Stored data entries
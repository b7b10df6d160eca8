//! Terraform outputs: discover declared outputs and merge their values into
//! the test attribute file

use std::fs;
use std::path::{Path, PathBuf};
use std::process::Command;

use log::{debug, info};

use crate::error::{FixtureError, FixtureResult};
use crate::store::{read_attributes, write_attributes};

/// File in the build directory that declares the outputs
pub const DEFAULT_OUTPUTS_FILE: &str = "outputs.tf";

/// Names of the outputs declared in `content`.
///
/// Every line starting with `output` is taken as an output block header
/// (`output "name" {`).
pub fn parse_output_names(content: &str) -> Vec<String> {
    content
        .lines()
        .filter_map(|line| line.strip_prefix("output"))
        .filter(|rest| rest.starts_with(char::is_whitespace))
        .filter_map(|rest| {
            let rest = rest.trim();
            let name = match rest.strip_prefix('"') {
                Some(quoted) => quoted.split('"').next()?,
                None => rest.split(|c: char| c.is_whitespace() || c == '{').next()?,
            };
            (!name.is_empty()).then(|| name.to_string())
        })
        .collect()
}

/// Read `file_name` from `build_dir` and return the declared output names
pub fn tf_output_names(build_dir: &Path, file_name: &str) -> FixtureResult<Vec<String>> {
    let path = build_dir.join(file_name);
    let content = fs::read_to_string(&path)
        .map_err(|e| FixtureError::io(format!("Failed to read {}", path.display()), e))?;
    Ok(parse_output_names(&content))
}

/// Something that can resolve the value of a Terraform output
pub trait OutputSource {
    fn output(&self, name: &str) -> FixtureResult<String>;
}

/// Runs `terraform output -raw <name>` in a working directory
pub struct TerraformCli {
    binary: PathBuf,
    working_dir: PathBuf,
}

impl TerraformCli {
    pub fn new(working_dir: impl Into<PathBuf>) -> Self {
        Self {
            binary: PathBuf::from("terraform"),
            working_dir: working_dir.into(),
        }
    }

    pub fn with_binary(mut self, binary: impl Into<PathBuf>) -> Self {
        self.binary = binary.into();
        self
    }
}

impl OutputSource for TerraformCli {
    fn output(&self, name: &str) -> FixtureResult<String> {
        debug!("terraform output -raw {}", name);
        let output = Command::new(&self.binary)
            .args(["output", "-raw", name])
            .current_dir(&self.working_dir)
            .output()
            .map_err(|e| {
                FixtureError::Terraform(format!(
                    "Failed to run {}: {}",
                    self.binary.display(),
                    e
                ))
            })?;

        if !output.status.success() {
            return Err(FixtureError::Terraform(format!(
                "output {} failed: {}",
                name,
                String::from_utf8_lossy(&output.stderr).trim()
            )));
        }

        Ok(String::from_utf8_lossy(&output.stdout).trim().to_string())
    }
}

/// Merge every declared output into the attribute file and rewrite it.
///
/// Outputs are assumed to be single values. Returns the merged names.
pub fn harvest_outputs(
    build_dir: &Path,
    attributes_file: &str,
    outputs_file: &str,
    source: &dyn OutputSource,
) -> FixtureResult<Vec<String>> {
    let attributes_path = build_dir.join(attributes_file);
    let mut attributes = read_attributes(&attributes_path)?;
    let names = tf_output_names(build_dir, outputs_file)?;

    for name in &names {
        let value = source.output(name)?;
        attributes.insert(
            serde_yaml::Value::String(name.clone()),
            serde_yaml::Value::String(value.trim().to_string()),
        );
    }

    write_attributes(&attributes_path, &attributes)?;
    info!(
        "merged {} output(s) into {}",
        names.len(),
        attributes_path.display()
    );
    Ok(names)
}

#[cfg(test)]
mod tests {
    use super::*;
    use crate::config::FixtureConfig;
    use crate::store::{DEFAULT_ATTRIBUTES_FILE, store_yaml};
    use std::collections::HashMap;
    use tempfile::tempdir;

    const OUTPUTS_TF: &str = r#"output "alicloud_vpc_id" {
  value = "${alicloud_vpc.inspec_vpc.id}"
}

output "alicloud_security_group_id" {
  value = "${alicloud_security_group.inspec_sg.id}"
}

# output "commented_out" {}
outputs_note = "not an output"
"#;

    struct FakeOutputs(HashMap<String, String>);

    impl OutputSource for FakeOutputs {
        fn output(&self, name: &str) -> FixtureResult<String> {
            self.0
                .get(name)
                .cloned()
                .ok_or_else(|| FixtureError::Terraform(format!("no output {}", name)))
        }
    }

    #[test]
    fn test_parse_output_names() {
        assert_eq!(
            parse_output_names(OUTPUTS_TF),
            vec!["alicloud_vpc_id", "alicloud_security_group_id"]
        );
    }

    #[test]
    fn test_parse_unquoted_output_name() {
        assert_eq!(parse_output_names("output vpc_id {\n}\n"), vec!["vpc_id"]);
    }

    #[test]
    fn test_harvest_outputs() {
        let dir = tempdir().unwrap();
        fs::write(dir.path().join(DEFAULT_OUTPUTS_FILE), OUTPUTS_TF).unwrap();
        let config = FixtureConfig::defaults(None);
        store_yaml(&config, dir.path(), DEFAULT_ATTRIBUTES_FILE).unwrap();

        let source = FakeOutputs(
            [
                ("alicloud_vpc_id", "vpc-abc\n"),
                ("alicloud_security_group_id", "sg-def"),
            ]
            .into_iter()
            .map(|(k, v)| (k.to_string(), v.to_string()))
            .collect(),
        );

        let merged = harvest_outputs(
            dir.path(),
            DEFAULT_ATTRIBUTES_FILE,
            DEFAULT_OUTPUTS_FILE,
            &source,
        )
        .unwrap();
        assert_eq!(merged.len(), 2);

        let attributes = read_attributes(&dir.path().join(DEFAULT_ATTRIBUTES_FILE)).unwrap();
        assert_eq!(
            attributes.get("alicloud_vpc_id"),
            Some(&serde_yaml::Value::from("vpc-abc"))
        );
        assert_eq!(
            attributes.get("alicloud_security_group_id"),
            Some(&serde_yaml::Value::from("sg-def"))
        );
        // Seed values survive the merge and keep their place
        assert_eq!(attributes.len(), config.len() + 2);
        let first = attributes.iter().next().map(|(k, _)| k.clone());
        assert_eq!(first, Some(serde_yaml::Value::from("alicloud_region")));
    }

    #[test]
    fn test_harvest_fails_on_output_error() {
        let dir = tempdir().unwrap();
        fs::write(dir.path().join(DEFAULT_OUTPUTS_FILE), OUTPUTS_TF).unwrap();
        store_yaml(
            &FixtureConfig::defaults(None),
            dir.path(),
            DEFAULT_ATTRIBUTES_FILE,
        )
        .unwrap();

        let source = FakeOutputs(HashMap::new());
        let result = harvest_outputs(
            dir.path(),
            DEFAULT_ATTRIBUTES_FILE,
            DEFAULT_OUTPUTS_FILE,
            &source,
        );
        assert!(matches!(result, Err(FixtureError::Terraform(_))));
    }

    #[test]
    fn test_terraform_cli_missing_binary() {
        let dir = tempdir().unwrap();
        let cli = TerraformCli::new(dir.path()).with_binary("/nonexistent/terraform");
        let result = cli.output("alicloud_vpc_id");
        assert!(matches!(result, Err(FixtureError::Terraform(_))));
    }
}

**TASK INSTRUCTIONS**
Return each line above exactly.

**PROBLEM SOLUTION**
repository b7b10df6d160eca8
//! Terraform outputs: discover declared outputs and merge their values into
//! the test attribute file

use std::fs;
use std::path::{Path, PathBuf};
use std::process::Command;

use log::{debug, info};

use crate::error::{FixtureError, FixtureResult};
use crate::store::{read_attributes, write_attributes};

/// File in the build directory that declares the outputs
pub const DEFAULT_OUTPUTS_FILE: &str = "outputs.tf";

/// Names of the outputs declared in `content`.
///
/// Every line starting with `output` is taken as an output block header
/// (`output "name" {`).
pub fn parse_output_names(content: &str) -> Vec<String> {
    content
        .lines()
        .filter_map(|line| line.strip_prefix("output"))
        .filter(|rest| rest.starts_with(char::is_whitespace))
        .filter_map(|rest| {
            let rest = rest.trim();
            let name = match rest.strip_prefix('"') {
                Some(quoted) => quoted.split('"').next()?,
                None => rest.split(|c: char| c.is_whitespace() || c == '{').next()?,
            };
            (!name.is_empty()).then(|| name.to_string())
        })
        .collect()
}

/// Read `file_name` from `build_dir` and return the declared output names
pub fn tf_output_names(build_dir: &Path, file_name: &str) -> FixtureResult<Vec<String>> {
    let path = build_dir.join(file_name);
    let content = fs::read_to_string(&path)
        .map_err(|e| FixtureError::io(format!("Failed to read {}", path.display()), e))?;
    Ok(parse_output_names(&content))
}

/// Something that can resolve the value of a Terraform output
pub trait OutputSource {
    fn output(&self, name: &str) -> FixtureResult<String>;
}

/// Runs `terraform output -raw <name>` in a working directory
pub struct TerraformCli {
    binary: PathBuf,
    working_dir: PathBuf,
}

impl TerraformCli {
    pub fn new(working_dir: impl Into<PathBuf>) -> Self {
        Self {
            binary: PathBuf::from("terraform"),
            working_dir: working_dir.into(),
        }
    }

    pub fn with_binary(mut self, binary: impl Into<PathBuf>) -> Self {
        self.binary = binary.into();
        self
    }
}

impl OutputSource for TerraformCli {
    fn output(&self, name: &str) -> FixtureResult<String> {
        debug!("terraform output -raw {}", name);
        let output = Command::new(&self.binary)
            .args(["output", "-raw", name])
            .current_dir(&self.working_dir)
            .output()
            .map_err(|e| {
                FixtureError::Terraform(format!(
                    "Failed to run {}: {}",
                    self.binary.display(),
                    e
                ))
            })?;

        if !output.status.success() {
            return Err(FixtureError::Terraform(format!(
                "output {} failed: {}",
                name,
                String::from_utf8_lossy(&output.stderr).trim()
            )));
        }

        Ok(String::from_utf8_lossy(&output.stdout).trim().to_string())
    }
}

/// Merge every declared output into the attribute file and rewrite it.
///
/// Outputs are assumed to be single values. Returns the merged names.
pub fn harvest_outputs(
    build_dir: &Path,
    attributes_file: &str,
    outputs_file: &str,
    source: &dyn OutputSource,
) -> FixtureResult<Vec<String>> {
    let attributes_path = build_dir.join(attributes_file);
    let mut attributes = read_attributes(&attributes_path)?;
    let names = tf_output_names(build_dir, outputs_file)?;

    for name in &names {
        let value = source.output(name)?;
        attributes.insert(
            serde_yaml::Value::String(name.clone()),
            serde_yaml::Value::String(value.trim().to_string()),
        );
    }

    write_attributes(&attributes_path, &attributes)?;
    info!(
        "merged {} output(s) into {}",
        names.len(),
        attributes_path.display()
    );
    Ok(names)
}

#[cfg(test)]
mod tests {
    use super::*;
    use crate::config::FixtureConfig;
    use crate::store::{DEFAULT_ATTRIBUTES_FILE, store_yaml};
    use std::collections::HashMap;
    use tempfile::tempdir;

    const OUTPUTS_TF: &str = r#"output "alicloud_vpc_id" {
  value = "${alicloud_vpc.inspec_vpc.id}"
}

output "alicloud_security_group_id" {
  value = "${alicloud_security_group.inspec_sg.id}"
}

# output "commented_out" {}
outputs_note = "not an output"
"#;

    struct FakeOutputs(HashMap<String, String>);

    impl OutputSource for FakeOutputs {
        fn output(&self, name: &str) -> FixtureResult<String> {
            self.0
                .get(name)
                .cloned()
                .ok_or_else(|| FixtureError::Terraform(format!("no output {}", name)))
        }
    }

    #[test]
    fn test_parse_output_names() {
        assert_eq!(
            parse_output_names(OUTPUTS_TF),
            vec!["alicloud_vpc_id", "alicloud_security_group_id"]
        );
    }

    #[test]
    fn test_parse_unquoted_output_name() {
        assert_eq!(parse_output_names("output vpc_id {\n}\n"), vec!["vpc_id"]);
    }

    #[test]
    fn test_harvest_outputs() {
        let dir = tempdir().unwrap();
        fs::write(dir.path().join(DEFAULT_OUTPUTS_FILE), OUTPUTS_TF).unwrap();
        let config = FixtureConfig::defaults(None);
        store_yaml(&config, dir.path(), DEFAULT_ATTRIBUTES_FILE).unwrap();

        let source = FakeOutputs(
            [
                ("alicloud_vpc_id", "vpc-abc\n"),
                ("alicloud_security_group_id", "sg-def"),
            ]
            .into_iter()
            .map(|(k, v)| (k.to_string(), v.to_string()))
            .collect(),
        );

        let merged = harvest_outputs(
            dir.path(),
            DEFAULT_ATTRIBUTES_FILE,
            DEFAULT_OUTPUTS_FILE,
            &source,
        )
        .unwrap();
        assert_eq!(merged.len(), 2);

        let attributes = read_attributes(&dir.path().join(DEFAULT_ATTRIBUTES_FILE)).unwrap();
        assert_eq!(
            attributes.get("alicloud_vpc_id"),
            Some(&serde_yaml::Value::from("vpc-abc"))
        );
        assert_eq!(
            attributes.get("alicloud_security_group_id"),
            Some(&serde_yaml::Value::from("sg-def"))
        );
        // Seed values survive the merge and keep their place
        assert_eq!(attributes.len(), config.len() + 2);
        let first = attributes.iter().next().map(|(k, _)| k.clone());
        assert_eq!(first, Some(serde_yaml::Value::from("alicloud_region")));
    }

    #[test]
    fn test_harvest_fails_on_output_error() {
        let dir = tempdir().unwrap();
        fs::write(dir.path().join(DEFAULT_OUTPUTS_FILE), OUTPUTS_TF).unwrap();
        store_yaml(
            &FixtureConfig::defaults(None),
            dir.path(),
            DEFAULT_ATTRIBUTES_FILE,
        )
        .unwrap();

        let source = FakeOutputs(HashMap::new());
        let result = harvest_outputs(
            dir.path(),
            DEFAULT_ATTRIBUTES_FILE,
            DEFAULT_OUTPUTS_FILE,
            &source,
        );
        assert!(matches!(result, Err(FixtureError::Terraform(_))));
    }

    #[test]
    fn test_terraform_cli_missing_binary() {
        let dir = tempdir().unwrap();
        let cli = TerraformCli::new(dir.path()).with_binary("/nonexistent/terraform");
        let result = cli.output("alicloud_vpc_id");
        assert!(matches!(result, Err(FixtureError::Terraform(_))));
    }
}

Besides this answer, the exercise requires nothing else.